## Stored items
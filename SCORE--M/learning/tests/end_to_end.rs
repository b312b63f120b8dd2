use rand::{Rng, SeedableRng};
use rand_chacha::ChaCha8Rng;
use score_learning::{
    load_artifact, selection::split_features_target, ArtifactStore, CustomData, ModelCatalog,
    PipelineConfig, PipelineTelemetry, PredictPipeline, Preprocessor, Regressor, Table,
    TrainedModel, TrainingPipeline,
};
use tempfile::tempdir;

const HEADERS: [&str; 8] = [
    "gender",
    "race_ethnicity",
    "parental_level_of_education",
    "lunch",
    "test_preparation_course",
    "math_score",
    "reading_score",
    "writing_score",
];

fn synthetic_students(rows: usize, seed: u64) -> Table {
    let mut rng = ChaCha8Rng::seed_from_u64(seed);
    let groups = ["group A", "group B", "group C", "group D", "group E"];
    let education = [
        "associate's degree",
        "bachelor's degree",
        "high school",
        "master's degree",
        "some college",
        "some high school",
    ];
    let mut table = Table::new(HEADERS.iter().map(ToString::to_string).collect());
    for _ in 0..rows {
        let male = rng.gen_bool(0.5);
        let standard = rng.gen_bool(0.65);
        let prepared = rng.gen_bool(0.35);
        let reading = rng.gen_range(30.0..100.0_f64).round();
        let writing = (reading + rng.gen_range(-8.0..8.0_f64)).clamp(0.0, 100.0).round();
        let math = 0.5 * reading + 0.35 * writing
            + if male { 5.0 } else { 0.0 }
            + if standard { 7.0 } else { 0.0 }
            + if prepared { 2.0 } else { 0.0 }
            + rng.gen_range(-3.0..3.0_f64);
        table
            .push_row(vec![
                if male { "male" } else { "female" }.into(),
                groups[rng.gen_range(0..groups.len())].into(),
                education[rng.gen_range(0..education.len())].into(),
                if standard { "standard" } else { "free/reduced" }.into(),
                if prepared { "completed" } else { "none" }.into(),
                math.round().to_string(),
                reading.to_string(),
                writing.to_string(),
            ])
            .unwrap();
    }
    table
}

fn run_linear_pipeline(root: &std::path::Path) -> (PipelineConfig, f64) {
    let source = root.join("stud.csv");
    synthetic_students(100, 42).write_csv(&source).unwrap();
    let config = PipelineConfig {
        source_data_path: source,
        artifacts: ArtifactStore::under(root.join("artifacts")),
        ..PipelineConfig::default()
    };
    let summary = TrainingPipeline::new(config.clone(), PipelineTelemetry::disabled())
        .with_catalog(ModelCatalog::standard().only(&["Linear Regression"]))
        .run()
        .unwrap();
    (config, summary.test_r2)
}

#[test]
fn trains_and_serves_the_linear_model() {
    let dir = tempdir().unwrap();
    let (config, score) = run_linear_pipeline(dir.path());
    let store = &config.artifacts;

    let train = Table::read_csv(&store.train_data_path).unwrap();
    let test = Table::read_csv(&store.test_data_path).unwrap();
    assert_eq!(train.len(), 80);
    assert_eq!(test.len(), 20);
    assert_eq!(Table::read_csv(&store.raw_data_path).unwrap().len(), 100);

    let preprocessor: Preprocessor = load_artifact(&store.preprocessor_path).unwrap();
    // 2 numeric + 2 gender + 5 groups + 6 education + 2 lunch + 2 prep.
    assert_eq!(preprocessor.n_features_out(), 19);

    assert!(store.model_path.exists());
    assert!(score.is_finite());
    let model: TrainedModel = load_artifact(&store.model_path).unwrap();
    assert_eq!(model.name, "Linear Regression");
    assert_eq!(model.n_features, 19);

    let row = &test.rows()[0];
    let cell = |name: &str| row[test.column_index(name).unwrap()].clone();
    let record = CustomData {
        gender: cell("gender"),
        race_ethnicity: cell("race_ethnicity"),
        parental_level_of_education: cell("parental_level_of_education"),
        lunch: cell("lunch"),
        test_preparation_course: cell("test_preparation_course"),
        reading_score: cell("reading_score").parse().unwrap(),
        writing_score: cell("writing_score").parse().unwrap(),
    };
    let prediction = PredictPipeline::new(store).predict(&record).unwrap();
    assert!(prediction.is_finite());
}

#[test]
fn serving_matches_evaluation_time_predictions() {
    let dir = tempdir().unwrap();
    let (config, _) = run_linear_pipeline(dir.path());
    let store = &config.artifacts;
    let test = Table::read_csv(&store.test_data_path).unwrap();

    let preprocessor: Preprocessor = load_artifact(&store.preprocessor_path).unwrap();
    let model: TrainedModel = load_artifact(&store.model_path).unwrap();
    let schema = preprocessor.schema().clone();
    let features = preprocessor.transform(&test).unwrap();
    let data = score_learning::transformation::with_target(features, &test, &schema.target).unwrap();
    let (x, _) = split_features_target(&data).unwrap();
    let evaluated = model.model.predict(x).unwrap();

    let served = PredictPipeline::new(store).predict_table(&test).unwrap();
    assert_eq!(served.len(), evaluated.len());
    for (a, b) in served.iter().zip(evaluated.iter()) {
        assert!((a - b).abs() < 1e-9, "{a} vs {b}");
    }
}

## PROMPT
Lines holding the string "served" in the records: how many are there? Give only the number.

## ANSWER SECTION
3